Furious, he started muttering all kinds of stuff under his breath about death solving all problems and his ideas for a new gulag on the outskirts of Moscow on a plot of land next to the recently opened Ikea.
But luckily the line started moving and he perked up again, after remembering that today was supposed to be a happy day.
Uh-oh, awkward! Just as we were leaving the food court, Lenin totally ruined our surprise by appearing out of nowhere, absolutely wasted!
Stalin looked at us nervously while whispering to his mentor, who was struggling to walk in a straight line. “Christ Vlad, what are you doing here? You’re fucking pissed again… fuck… look, go sit in your chair, please. I’ve been trying to plan something nice for you and I don’t want you to fuck it up, OK?”
Lenin, reeking of booze, was soon back in his chair drunkenly pontificating on the finer points of the workers’ utopia to the only person who would listen to him, a cardboard cutout of Vladimir Putin. I guess Stalin had tipped him off, because we had to pay him 500 roubles to play along, too, meaning that essentially we were paying two poor, drunken strangers to pretend to like each other. What a few minutes ago had seemed like a funny little role-play was suddenly getting a bit depressing.
But Jo was a pro. While Lenin lolled around in his chair spitting on himself, Stalin was really earning his corn.
“Ah Lenin, my dear friend Lenin, it is I, Stalin, and I’ve brought you a cake on your birthday.”
Lenin just parred him completely, waving at nothing and failing to make eye contact.
“Here, here, it is your birthday, maybe you’d like to say some words for your dear friend Stalin, yes?”
This was the worst bit. Drunk Lenin started bleating in this kind of Russian drawl that was half speech/half cry. It sounded like he was saying something like: “Stalin is only doing this because he has to.” A crowd started to gather.

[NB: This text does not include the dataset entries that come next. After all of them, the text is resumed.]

use std::fs;
use std::io::Read;
use std::os::unix::fs::PermissionsExt;
use std::path::{Component, Path, PathBuf};

use flate2::read::GzDecoder;

use crate::error::{Error, Result};

/// Extraction results.
#[derive(Debug, Clone, Copy, Default)]
pub struct Extracted {
    pub entry_count: usize,
    pub total_bytes: u64,
}

/// Decompress a gzip-framed tar stream and extract every entry under
/// `target_dir`.
///
/// Directory entries become directories (ancestors included); file
/// entries truncate whatever was there before. An entry is marked
/// executable (0755) when its name starts with `bin/` or its recorded
/// mode carries the owner-execute bit; everything else gets 0644.
pub fn extract_tar_gz<R: Read>(reader: R, target_dir: &Path) -> Result<Extracted> {
    let decoder = GzDecoder::new(reader);
    let mut archive = tar::Archive::new(decoder);

    let mut extracted = Extracted::default();

    for entry in archive.entries().map_err(|_| Error::Corrupted)? {
        let mut entry = entry.map_err(|_| Error::Corrupted)?;
        let raw_path = entry.path().map_err(|_| Error::InvalidPath)?.into_owned();
        let entry_path = sanitize_entry_path(&raw_path)?;

        let header = entry.header();
        let size = header.size().unwrap_or(0);
        let mode = header.mode().ok();

        let target = target_dir.join(&entry_path);
        if header.entry_type().is_dir() {
            ensure_directory(&target)?;
        } else {
            write_file(&mut entry, &target)?;
            set_file_mode(&target, entry_mode(&entry_path, mode))?;
            extracted.total_bytes += size;
        }
        extracted.entry_count += 1;
    }

    Ok(extracted)
}

/// Entry names come from untrusted archive bytes; only plain relative
/// components may reach the filesystem. Absolute paths, `..`, and empty
/// names are rejected so no entry can land outside `target_dir`.
fn sanitize_entry_path(raw: &Path) -> Result<PathBuf> {
    let mut clean = PathBuf::new();
    for component in raw.components() {
        match component {
            Component::Normal(part) => clean.push(part),
            Component::CurDir => {}
            _ => return Err(Error::InvalidPath),
        }
    }
    if clean.as_os_str().is_empty() {
        return Err(Error::InvalidPath);
    }
    Ok(clean)
}

fn entry_mode(entry_path: &Path, mode: Option<u32>) -> u32 {
    let owner_exec = mode.is_some_and(|m| m & 0o100 != 0);
    if entry_path.starts_with("bin") || owner_exec {
        0o755
    } else {
        0o644
    }
}

fn write_file(reader: &mut impl Read, target: &Path) -> Result<()> {
    if let Some(parent) = target.parent() {
        ensure_directory(parent)?;
    }
    let mut file = fs::File::create(target).map_err(|source| Error::ExtractionFailed {
        path: target.to_path_buf(),
        source,
    })?;
    std::io::copy(reader, &mut file).map_err(|source| Error::ExtractionFailed {
        path: target.to_path_buf(),
        source,
    })?;
    Ok(())
}

fn ensure_directory(path: &Path) -> Result<()> {
    if !path.exists() {
        fs::create_dir_all(path).map_err(|source| Error::DirectoryCreationFailed {
            path: path.to_path_buf(),
            source,
        })?;
    }
    Ok(())
}

fn set_file_mode(path: &Path, mode: u32) -> Result<()> {
    fs::set_permissions(path, fs::Permissions::from_mode(mode)).map_err(|source| {
        Error::ExtractionFailed {
            path: path.to_path_buf(),
            source,
        }
    })
}

#[cfg(test)]
mod tests {
    use super::*;
    use flate2::Compression;
    use flate2::write::GzEncoder;

    fn fixture(entries: &[(&str, &[u8], u32)]) -> Vec<u8> {
        let encoder = GzEncoder::new(Vec::new(), Compression::default());
        let mut builder = tar::Builder::new(encoder);

        for (name, data, mode) in entries {
            let mut header = tar::Header::new_gnu();
            if name.ends_with('/') {
                header.set_entry_type(tar::EntryType::Directory);
                header.set_size(0);
                header.set_mode(0o755);
                header.set_cksum();
                builder.append_data(&mut header, *name, &b""[..]).unwrap();
            } else {
                header.set_size(data.len() as u64);
                header.set_mode(*mode);
                header.set_cksum();
                builder.append_data(&mut header, *name, *data).unwrap();
            }
        }

        builder.into_inner().unwrap().finish().unwrap()
    }

    fn mode_of(path: &Path) -> u32 {
        fs::metadata(path).unwrap().permissions().mode() & 0o777
    }

    #[test]
    fn test_extracts_files_and_directories_in_order() {
        let archive = fixture(&[
            ("share/", b"", 0o755),
            ("share/doc.txt", b"docs", 0o644),
            ("bin/tool", b"#!/bin/sh\n", 0o644),
        ]);
        let dir = tempfile::tempdir().unwrap();

        let report = extract_tar_gz(&archive[..], dir.path()).unwrap();

        assert_eq!(report.entry_count, 3);
        assert_eq!(report.total_bytes, 14);
        assert_eq!(fs::read(dir.path().join("share/doc.txt")).unwrap(), b"docs");
        assert!(dir.path().join("bin/tool").is_file());
    }

    #[test]
    fn test_bin_prefix_forces_executable() {
        let archive = fixture(&[("bin/run", b"x", 0o644)]);
        let dir = tempfile::tempdir().unwrap();

        extract_tar_gz(&archive[..], dir.path()).unwrap();

        assert_eq!(mode_of(&dir.path().join("bin/run")), 0o755);
    }

    #[test]
    fn test_owner_exec_mode_bit_forces_executable() {
        let archive = fixture(&[("libexec/helper", b"x", 0o744)]);
        let dir = tempfile::tempdir().unwrap();

        extract_tar_gz(&archive[..], dir.path()).unwrap();

        assert_eq!(mode_of(&dir.path().join("libexec/helper")), 0o755);
    }

    #[test]
    fn test_plain_file_gets_readonly_mode() {
        let archive = fixture(&[("etc/conf", b"k=v", 0o600)]);
        let dir = tempfile::tempdir().unwrap();

        extract_tar_gz(&archive[..], dir.path()).unwrap();

        assert_eq!(mode_of(&dir.path().join("etc/conf")), 0o644);
    }

    #[test]
    fn test_missing_parent_directories_are_created() {
        // no explicit directory entry for deep/nested/
        let archive = fixture(&[("deep/nested/file", b"v", 0o644)]);
        let dir = tempfile::tempdir().unwrap();

        extract_tar_gz(&archive[..], dir.path()).unwrap();

        assert_eq!(fs::read(dir.path().join("deep/nested/file")).unwrap(), b"v");
    }

    #[test]
    fn test_reextraction_truncates_previous_file() {
        let dir = tempfile::tempdir().unwrap();
        fs::create_dir_all(dir.path().join("etc")).unwrap();
        fs::write(dir.path().join("etc/conf"), b"a much longer previous value").unwrap();

        let archive = fixture(&[("etc/conf", b"v2", 0o644)]);
        extract_tar_gz(&archive[..], dir.path()).unwrap();

        assert_eq!(fs::read(dir.path().join("etc/conf")).unwrap(), b"v2");
    }

    // Bypasses tar::Builder's own name validation so hostile entry
    // names reach the extractor.
    fn raw_name_fixture(name: &[u8], data: &[u8]) -> Vec<u8> {
        let mut header = tar::Header::new_gnu();
        header.as_gnu_mut().unwrap().name[..name.len()].copy_from_slice(name);
        header.set_size(data.len() as u64);
        header.set_mode(0o644);
        header.set_cksum();

        let encoder = GzEncoder::new(Vec::new(), Compression::default());
        let mut builder = tar::Builder::new(encoder);
        builder.append(&header, data).unwrap();
        builder.into_inner().unwrap().finish().unwrap()
    }

    #[test]
    fn test_parent_traversal_entry_is_rejected() {
        let archive = raw_name_fixture(b"../escaped.txt", b"x");
        let dir = tempfile::tempdir().unwrap();
        let target = dir.path().join("target");
        fs::create_dir(&target).unwrap();

        let err = extract_tar_gz(&archive[..], &target).unwrap_err();
        assert!(matches!(err, Error::InvalidPath));
        assert!(!dir.path().join("escaped.txt").exists());
    }

    #[test]
    fn test_nested_traversal_entry_is_rejected() {
        let archive = raw_name_fixture(b"opt/../../escaped.txt", b"x");
        let dir = tempfile::tempdir().unwrap();
        let target = dir.path().join("target");
        fs::create_dir(&target).unwrap();

        let err = extract_tar_gz(&archive[..], &target).unwrap_err();
        assert!(matches!(err, Error::InvalidPath));
        assert!(!dir.path().join("escaped.txt").exists());
    }

    #[test]
    fn test_absolute_entry_is_rejected() {
        let archive = raw_name_fixture(b"/etc/shadow", b"x");
        let dir = tempfile::tempdir().unwrap();

        let err = extract_tar_gz(&archive[..], dir.path()).unwrap_err();
        assert!(matches!(err, Error::InvalidPath));
    }

    #[test]
    fn test_curdir_components_are_dropped() {
        let archive = raw_name_fixture(b"./etc/./conf", b"k=v");
        let dir = tempfile::tempdir().unwrap();

        extract_tar_gz(&archive[..], dir.path()).unwrap();
        assert_eq!(fs::read(dir.path().join("etc/conf")).unwrap(), b"k=v");
    }

    #[test]
    fn test_garbage_stream_is_corrupted() {
        let dir = tempfile::tempdir().unwrap();
        let err = extract_tar_gz(&[0xde, 0xad, 0xbe, 0xef][..], dir.path()).unwrap_err();
        assert!(matches!(err, Error::Corrupted));
    }

    #[test]
    fn test_truncated_archive_is_corrupted() {
        let archive = fixture(&[("etc/conf", b"value", 0o644)]);
        let cut = &archive[..archive.len() / 2];
        let dir = tempfile::tempdir().unwrap();

        let result = extract_tar_gz(cut, dir.path());
        assert!(result.is_err());
    }
}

Eventually we got Lenin to sit still long enough to pose for this photo. Which is actually pretty great, I’m sure you’ll agree.
We took a higher vantage point to reflect on what had just happened. Meanwhile Stalin, who’d assumed we’d left him for good, got back to the daily grind of waving at strangers.
While we were talking, though, we noticed that Lenin was getting very agitated. We also noticed that his recently acquired birthday cake was nowhere to be seen.
That randy dog Stalin was using the cake that WE had bought for LENIN (yep, another 249 roubles) to coax a couple of MILFs into coming back to his dacha for some spring cleaning.
Lenin had also noticed, which was unfortunate, because the next picture is one of the most depressing I’ve ever seen:
Look. It’s the first leader of the Communist Empire, crying on his own because someone has stolen his birthday cake.
Then the girls ran off with the cake. What are they, their pimps?
We went back to check on Lenin an hour later. Stalin had disappeared and Vlad seemed to have completely forgotten us, but at least order had been restored.